Click on Choose button in the Classifier box just below the tabs and select C4.5 classifier
WEKA -> Classifiers-> Trees-> J48.

Before you run the classification algorithm, you need to set test options. Set test options in the
Test options box. The test options that available to you are :
1. Use training set: Evaluates the classifier on how well it predicts the class of the instances it
was trained on.
2. Supplied test set: Evaluates the classifier on how well it predicts the class of a set of instances
loaded from a file. Clicking on the Set button brings up a dialog allowing you to choose the
file to test on.
3. Cross-validation: Evaluates the classifier by cross-validation, using the number of folds that
are entered in the Folds text field.
4. Percentage split: Evaluates the classifier on how well it predicts a certain percentage of the
data, which is held out for testing. The amount of data held out depends on the value entered in
the % field.
In this exercise you will evaluate classifier based on how well it predicts 66% of the tested data.

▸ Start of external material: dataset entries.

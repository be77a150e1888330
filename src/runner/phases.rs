use super::case::CaseRunner;
use super::context::RunContext;
use super::orchestrator::Phase;
use super::probes;
use super::scheduler::{BatchScheduler, Invocation};
use super::state::Category;
use super::workflow::WorkflowRunner;
use super::Collaborators;
use crate::parser::types::{SuiteDefinition, TestCase};
use anyhow::Result;
use std::sync::Arc;

/// Everything a phase body needs, borrowed for the length of the run
pub struct PhaseEnv<'a> {
    ctx: Arc<RunContext>,
    suite: &'a SuiteDefinition,
    collaborators: &'a Collaborators,
    runner: CaseRunner,
    scheduler: BatchScheduler,
    workflows: WorkflowRunner,
}

impl<'a> PhaseEnv<'a> {
    pub fn new(
        ctx: Arc<RunContext>,
        suite: &'a SuiteDefinition,
        collaborators: &'a Collaborators,
    ) -> Self {
        let executor =
            super::executor::RequestExecutor::new(collaborators.transport.clone(), ctx.clone());
        let runner = CaseRunner::new(executor);
        Self {
            scheduler: BatchScheduler::new(ctx.clone()),
            workflows: WorkflowRunner::new(runner.clone()),
            runner,
            ctx,
            suite,
            collaborators,
        }
    }

    pub async fn run(&self, phase: Phase) -> Result<()> {
        match phase {
            Phase::Authentication => self.authentication().await,
            Phase::EndpointSweep => self.endpoint_sweep().await,
            Phase::Workflows => self.dependency_workflows().await,
            Phase::Realtime => self.realtime().await,
            Phase::Frontend => self.frontend().await,
            Phase::Performance => self.performance().await,
            Phase::Security => self.security().await,
            Phase::DataIntegrity => self.data_integrity().await,
        }
    }

    fn case_invocations(&self, cases: &[TestCase], default: Category) -> Vec<Invocation> {
        cases
            .iter()
            .map(|case| {
                let runner = self.runner.clone();
                let case = case.clone();
                let name = case.name.clone();
                let category = case.category_or(default.clone());
                Invocation::new(&name, category.clone(), async move {
                    runner.execute(&case, category).await.result
                })
            })
            .collect()
    }

    async fn authentication(&self) -> Result<()> {
        let Some(auth) = &self.suite.auth else {
            log::warn!("Suite has no authentication workflow; running anonymously");
            return Ok(());
        };

        self.workflows.run(auth).await;

        if self.ctx.auth_token().is_none() {
            log::warn!("No auth token obtained; authenticated workflows will be skipped");
        }
        if self.ctx.admin_token().is_none() {
            log::debug!("No admin token obtained");
        }
        Ok(())
    }

    async fn endpoint_sweep(&self) -> Result<()> {
        let invocations = self.case_invocations(&self.suite.endpoints, Category::Api);
        let summary = self.scheduler.run(invocations).await;
        log::info!(
            "Endpoint sweep: {} rows in {} batches",
            summary.recorded,
            summary.batch_sizes.len()
        );
        Ok(())
    }

    async fn dependency_workflows(&self) -> Result<()> {
        for workflow in &self.suite.workflows {
            if self.ctx.is_cancelled() {
                break;
            }
            let summary = self.workflows.run(workflow).await;
            log::info!(
                "Workflow '{}': {}/{} passed, {} skipped",
                workflow.name,
                summary.passed,
                summary.executed,
                summary.skipped
            );
        }
        Ok(())
    }

    async fn realtime(&self) -> Result<()> {
        let Some(spec) = &self.suite.realtime else {
            return Ok(());
        };
        probes::realtime_probe(&self.ctx, self.collaborators.channels.as_ref(), spec).await
    }

    async fn frontend(&self) -> Result<()> {
        let Some(spec) = &self.suite.pages else {
            return Ok(());
        };
        let invocations = probes::page_invocations(
            &self.collaborators.pages,
            self.ctx.config().frontend_base_url(),
            spec,
        );
        self.scheduler.run(invocations).await;
        Ok(())
    }

    async fn performance(&self) -> Result<()> {
        let Some(spec) = &self.suite.performance else {
            return Ok(());
        };

        for timed in &spec.timed {
            if self.ctx.is_cancelled() {
                return Ok(());
            }
            let name = format!("Performance: {}", timed.path);
            probes::record_interruptible(
                &self.ctx,
                &name,
                Category::Performance,
                probes::timed_probe(&self.runner, timed),
            )
            .await;
        }

        if let Some(load) = &spec.load {
            if self.ctx.is_cancelled() {
                return Ok(());
            }
            probes::record_interruptible(
                &self.ctx,
                "Concurrent Load Test",
                Category::Performance,
                probes::load_probe(&self.runner, &self.scheduler, load),
            )
            .await;
        }
        Ok(())
    }

    async fn security(&self) -> Result<()> {
        let Some(spec) = &self.suite.security else {
            return Ok(());
        };

        if let Some(injection) = &spec.injection {
            let invocations = probes::injection_invocations(&self.runner, injection);
            self.scheduler.run(invocations).await;
        }

        // Token swaps take the exclusive auth gate; never inside a batch
        if let Some(path) = &spec.protected_path {
            if !self.ctx.is_cancelled() {
                probes::negative_auth_probes(&self.runner, path, &spec.invalid_token).await;
            }
        }

        if let Some(rate_limit) = &spec.rate_limit {
            if self.ctx.is_cancelled() {
                return Ok(());
            }
            let burst = self.ctx.config().rate_limit_burst();
            probes::record_interruptible(
                &self.ctx,
                "Rate Limiting Test",
                Category::Security,
                probes::rate_limit_probe(&self.runner, &self.scheduler, rate_limit, burst),
            )
            .await;
        }
        Ok(())
    }

    async fn data_integrity(&self) -> Result<()> {
        if let Some(spec) = &self.suite.integrity {
            let invocations = self.case_invocations(&spec.invalid_inputs, Category::DataIntegrity);
            self.scheduler.run(invocations).await;

            if let Some(consistency) = &spec.consistency {
                if !self.ctx.is_cancelled() {
                    self.workflows.run(consistency).await;
                }
            }
        }

        if !self.collaborators.stores.is_empty() {
            let invocations = probes::store_invocations(&self.collaborators.stores);
            self.scheduler.run(invocations).await;
        }
        Ok(())
    }
}

#[cfg(test)]
mod tests {
    use super::*;
    use crate::parser::types::{
        LoadSpec, PerformanceSpec, RateLimitSpec, RealtimeSpec, SecuritySpec, TimedEndpoint, WorkflowSpec,
        WorkflowStep,
    };
    use crate::runner::state::TestStatus;
    use crate::runner::testing::{
        test_context, ChannelBehavior, MemorySink, MockTransport, ScriptedConnector,
        StaticPageRenderer, StaticProbe,
    };
    use serde_json::json;
    use std::collections::BTreeMap;

    fn collaborators(transport: MockTransport) -> Collaborators {
        Collaborators {
            transport: Arc::new(transport),
            channels: Arc::new(ScriptedConnector::new(ChannelBehavior::Refuse)),
            pages: Arc::new(StaticPageRenderer::new()),
            stores: vec![
                Arc::new(StaticProbe::new("Document Store", true)),
                Arc::new(StaticProbe::new("Cache Store", false)),
            ],
            sink: Arc::new(MemorySink::new()),
        }
    }

    #[tokio::test]
    async fn test_authentication_sets_token_for_later_phases() {
        let transport = MockTransport::new()
            .route("POST", "/login", 200, json!({"token": "t-1"}))
            .route("GET", "/api/v1/me", 200, json!({}));
        let collab = collaborators(transport);
        let suite = SuiteDefinition {
            auth: Some(WorkflowSpec {
                name: "Auth".to_string(),
                category: Some(Category::Authentication),
                requires_auth: false,
                vars: BTreeMap::new(),
                steps: vec![WorkflowStep::new(TestCase::new("Login", "POST", "/login"))
                    .capture("auth_token", &["/token"])],
            }),
            endpoints: vec![TestCase::get("Me", "/api/v1/me")],
            ..Default::default()
        };
        let ctx = test_context();
        let env = PhaseEnv::new(ctx.clone(), &suite, &collab);

        env.run(Phase::Authentication).await.unwrap();
        env.run(Phase::EndpointSweep).await.unwrap();

        assert_eq!(ctx.auth_token().as_deref(), Some("t-1"));
        let rows = ctx.recorder().snapshot().results;
        assert_eq!(rows.len(), 2);
        assert!(rows.iter().all(|r| r.status() == TestStatus::Pass));
    }

    #[tokio::test]
    async fn test_security_phase_records_every_probe() {
        let transport = MockTransport::new()
            .route("GET", "/api/v1/analytics/dashboard", 401, json!({}))
            .route("GET", "/api/health", 429, json!({}));
        let collab = collaborators(transport);
        let suite = SuiteDefinition {
            security: Some(SecuritySpec {
                injection: None,
                protected_path: Some("/api/v1/analytics/dashboard".to_string()),
                invalid_token: "bad".to_string(),
                rate_limit: Some(RateLimitSpec {
                    path: "/api/health".to_string(),
                    burst: 200,
                    throttled_status: 429,
                    min_throttled: 1,
                }),
            }),
            ..Default::default()
        };
        let ctx = test_context();
        ctx.set_auth_token(Some("real".to_string()));
        let env = PhaseEnv::new(ctx.clone(), &suite, &collab);

        env.run(Phase::Security).await.unwrap();

        let rows = ctx.recorder().snapshot().results;
        let names: Vec<&str> = rows.iter().map(|r| r.name()).collect();
        assert_eq!(
            names,
            vec!["Unauthenticated Access Test", "Invalid Token Test", "Rate Limiting Test"]
        );
        assert!(rows.iter().all(|r| r.status() == TestStatus::Pass));
        // Swapped token was restored
        assert_eq!(ctx.auth_token().as_deref(), Some("real"));
    }

    #[tokio::test]
    async fn test_performance_phase_rows() {
        let transport = MockTransport::new().route("GET", "/api/health", 200, json!({}));
        let collab = collaborators(transport);
        let suite = SuiteDefinition {
            performance: Some(PerformanceSpec {
                timed: vec![TimedEndpoint {
                    path: "/api/health".to_string(),
                    samples: 3,
                    max_avg_ms: 1000,
                    max_peak_ms: 2000,
                }],
                load: Some(LoadSpec {
                    path: "/api/health".to_string(),
                    calls: 20,
                    status: 200,
                    min_success_ratio: 0.9,
                }),
            }),
            ..Default::default()
        };
        let ctx = test_context();
        let env = PhaseEnv::new(ctx.clone(), &suite, &collab);

        env.run(Phase::Performance).await.unwrap();

        let rows = ctx.recorder().snapshot().results;
        assert_eq!(rows.len(), 2);
        assert_eq!(rows[0].name(), "Performance: /api/health");
        assert_eq!(rows[1].name(), "Concurrent Load Test");
        assert!(rows.iter().all(|r| r.status() == TestStatus::Pass));
    }

    #[tokio::test]
    async fn test_integrity_phase_includes_store_reachability() {
        let collab = collaborators(MockTransport::new());
        let suite = SuiteDefinition::default();
        let ctx = test_context();
        let env = PhaseEnv::new(ctx.clone(), &suite, &collab);

        env.run(Phase::DataIntegrity).await.unwrap();

        let snapshot = ctx.recorder().snapshot();
        assert_eq!(snapshot.results.len(), 2);
        assert_eq!(snapshot.by_status.passed, 1);
        assert_eq!(snapshot.by_status.errored, 1);
        assert!(snapshot
            .results
            .iter()
            .all(|r| r.category() == &Category::Infrastructure));
    }

    #[tokio::test]
    async fn test_realtime_refusal_is_a_single_error_row() {
        let collab = collaborators(MockTransport::new());
        let suite = SuiteDefinition {
            realtime: Some(RealtimeSpec {
                path: "/ws".to_string(),
                token_param: "token".to_string(),
                message: json!({"type": "ping"}),
                reply_wait_ms: 100,
            }),
            ..Default::default()
        };
        let ctx = test_context();
        let env = PhaseEnv::new(ctx.clone(), &suite, &collab);

        env.run(Phase::Realtime).await.unwrap();

        let rows = ctx.recorder().snapshot().results;
        assert_eq!(rows.len(), 1);
        assert_eq!(rows[0].status(), TestStatus::Error);
    }
}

Check Percentage split radio-button and keep it as default 66%. Click on More options
button.

Identify what is included into the output. In the Classifier evaluation options make sure that the
following options are checked:
1. Output model. The output is the classification model on the full training set, so that it can be
viewed, visualized, etc.
2. Output per-class stats. The precision/recall and true/false statistics for each class output.
3. Output confusion matrix. The confusion matrix of the classifiers predictions is included in the
output.
4. Store predictions for visualization. The classifiers predictions are remembered so that they
can be visualized.
5. Set Random seed for Xval / % Split to 1. This specifies the random seed used when
randomizing the data before it is divided up for evaluation purposes.